By applying to the workshop, participants agree to do the following if accepted:
- Serve on a review committee from April to June 2012, applying standardized review criteria to teaching activities in the On the Cutting Edge activity collection related to environmental geology. We anticipate that everyone will be asked to review ~5 activities using an on-line review form.
- Submit additional teaching activities as needed that complement the existing collection, prior to the workshop. Our goal is to have a comprehensive, reviewed collection of teaching activities ready to showcase at the summer workshop.
- Prepare in advance for workshop discussions via readings, writings, discussion or other activities developed by workshop leaders.
- Participate fully in the entire workshop and attend all workshop sessions. Many participants will be invited to make presentations or serve as discussion or working group leaders at the workshop.
- Post-workshop: continue to network with workshop participants, share workshop resources with colleagues across the geosciences, and participate in follow-on activities such as making presentations at theme sessions at professional society meetings.
Application and Selection Criteria
Applicants for this workshop must hold a faculty position at a two- or four-year college or university and have responsibility for teaching environmental geology topics either in an Environmental Geology course or distributed through other courses. The workshop is limited to 70 participants, and the final list of participants will be established with the goal of assembling a group representing a wide range of experiences, educational environments, and specialties. For more information see our page on general information for Cutting Edge workshop participants.
Costs and Logistics
The workshop will be held at Montana State University (more info) located in Bozeman, Montana . Our National Science Foundation grant provides funding for most of the operational costs of this workshop. To be supported by these funds, a participant must be either a US citizen, a permanent resident, or in the employ of a US institution. If you don't meet these requirements and are interested in participating in this workshop at your own expense, please contact the workshop conveners. Costs of the workshop not covered by the grant are outlined below.

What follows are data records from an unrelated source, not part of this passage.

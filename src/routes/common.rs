//! Common routes: health, readiness, version.

use crate::handlers::common::{health, ready, version};
use crate::state::AppState;
use axum::{routing::get, Router};

/// GET /health, GET /ready (store round trip), GET /version.
pub fn common_routes(state: AppState) -> Router {
    Router::new()
        .route("/health", get(health))
        .route("/ready", get(ready))
        .route("/version", get(version))
        .with_state(state)
}
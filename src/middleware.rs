//! The error boundary: every 4xx/5xx leaving the router becomes a problem envelope.
//!
//! Errors raised by handlers already carry their [`ApiProblem`] in the response
//! extensions and are re-rendered with the deployment's [`ProblemSettings`].
//! Anything else (axum's bare 405, body limit rejections, panics) is wrapped in an
//! `about:blank` problem for its status.

use crate::error::AppError;
use crate::problem::{ApiProblem, InternalMessage, ProblemSettings};
use axum::{
    body::{to_bytes, Body},
    extract::{OriginalUri, Request, State},
    http::{header, Method, Response as HttpResponse, StatusCode},
    middleware::Next,
    response::{IntoResponse, Response},
};
use std::any::Any;

/// Upper bound when reading an error body to reuse it as `detail`.
const MAX_DETAIL_BYTES: usize = 16 * 1024;

pub async fn problem_boundary(
    State(settings): State<ProblemSettings>,
    request: Request,
    next: Next,
) -> Response {
    let method = request.method().clone();
    let path = request.uri().path().to_string();
    let response = next.run(request).await;
    let status = response.status();
    if !status.is_client_error() && !status.is_server_error() {
        return response;
    }

    let (mut parts, body) = response.into_parts();
    let internal = parts.extensions.remove::<InternalMessage>();
    let mut problem = match parts.extensions.remove::<ApiProblem>() {
        Some(problem) => problem,
        None => {
            let text = to_bytes(body, MAX_DETAIL_BYTES)
                .await
                .map(|b| String::from_utf8_lossy(&b).trim().to_string())
                .unwrap_or_default();
            let mut problem = ApiProblem::new(status);
            if !status.is_server_error() && !text.is_empty() {
                problem.set("detail", text);
            }
            problem
        }
    };

    if status.is_server_error() {
        let message = internal.as_ref().map(|m| m.0.as_str()).unwrap_or("");
        tracing::error!(%method, %path, status = status.as_u16(), error = %message, "request failed");
        if settings.debug && !message.is_empty() {
            problem.set("detail", message);
        }
    } else {
        tracing::debug!(%method, %path, status = status.as_u16(), title = %problem.title(), "request rejected");
    }

    let mut rendered = problem.render(&settings);
    for (name, value) in parts.headers.iter() {
        if name != header::CONTENT_TYPE && name != header::CONTENT_LENGTH {
            rendered.headers_mut().append(name.clone(), value.clone());
        }
    }
    rendered
}

/// Router fallback for paths that match no route. Uses the original URI since
/// nested routers see their prefix stripped.
pub async fn route_not_found(method: Method, OriginalUri(uri): OriginalUri) -> AppError {
    AppError::Http {
        status: StatusCode::NOT_FOUND,
        message: format!("No route found for \"{} {}\"", method, uri.path()),
    }
}

/// Response for a panicking handler. The panic payload is kept as the internal
/// message so debug deployments can show it.
pub fn panic_response(err: Box<dyn Any + Send + 'static>) -> HttpResponse<Body> {
    let message = if let Some(s) = err.downcast_ref::<String>() {
        s.clone()
    } else if let Some(s) = err.downcast_ref::<&str>() {
        s.to_string()
    } else {
        "handler panicked".to_string()
    };
    AppError::Internal(format!("panic: {}", message)).into_response()
}
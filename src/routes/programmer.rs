//! Programmer resource routes, mounted under `/api`.

use crate::handlers::programmer::{create, delete, list, show, update};
use crate::state::AppState;
use axum::{routing::get, Router};

pub fn programmer_routes(state: AppState) -> Router {
    Router::new()
        .route("/programmers", get(list).post(create))
        .route(
            "/programmers/:nickname",
            get(show).put(update).patch(update).delete(delete),
        )
        .with_state(state)
}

Workshop registration fee: $150
Travel, lodging. Participants or their home institutions must cover costs of lodging plus travel to and from the workshop. We will offer a low-cost option to stay in the dorms at MSU. Alternatively, participants may make their own lodging arrangements at a local motel, where we will hold a block of rooms. Rooming rates for this workshop have not been set yet, but in past workshops the MSU dorm option was ~$25/night single occupancy and the hotel option was ~$120 + tax per night. More information on the lodging options will be made available as soon as arrangements have been finalized.
Optional field trips: There will be a separate free for the pre and post optional field trips. That fee has not yet been determined, but will cover transportation and food.
We will be able to offer small stipends to participants from institutions unable to cover the costs of travel and participation in Cutting Edge workshops. The deadline for applying for one of these stipends is March 12, 2012.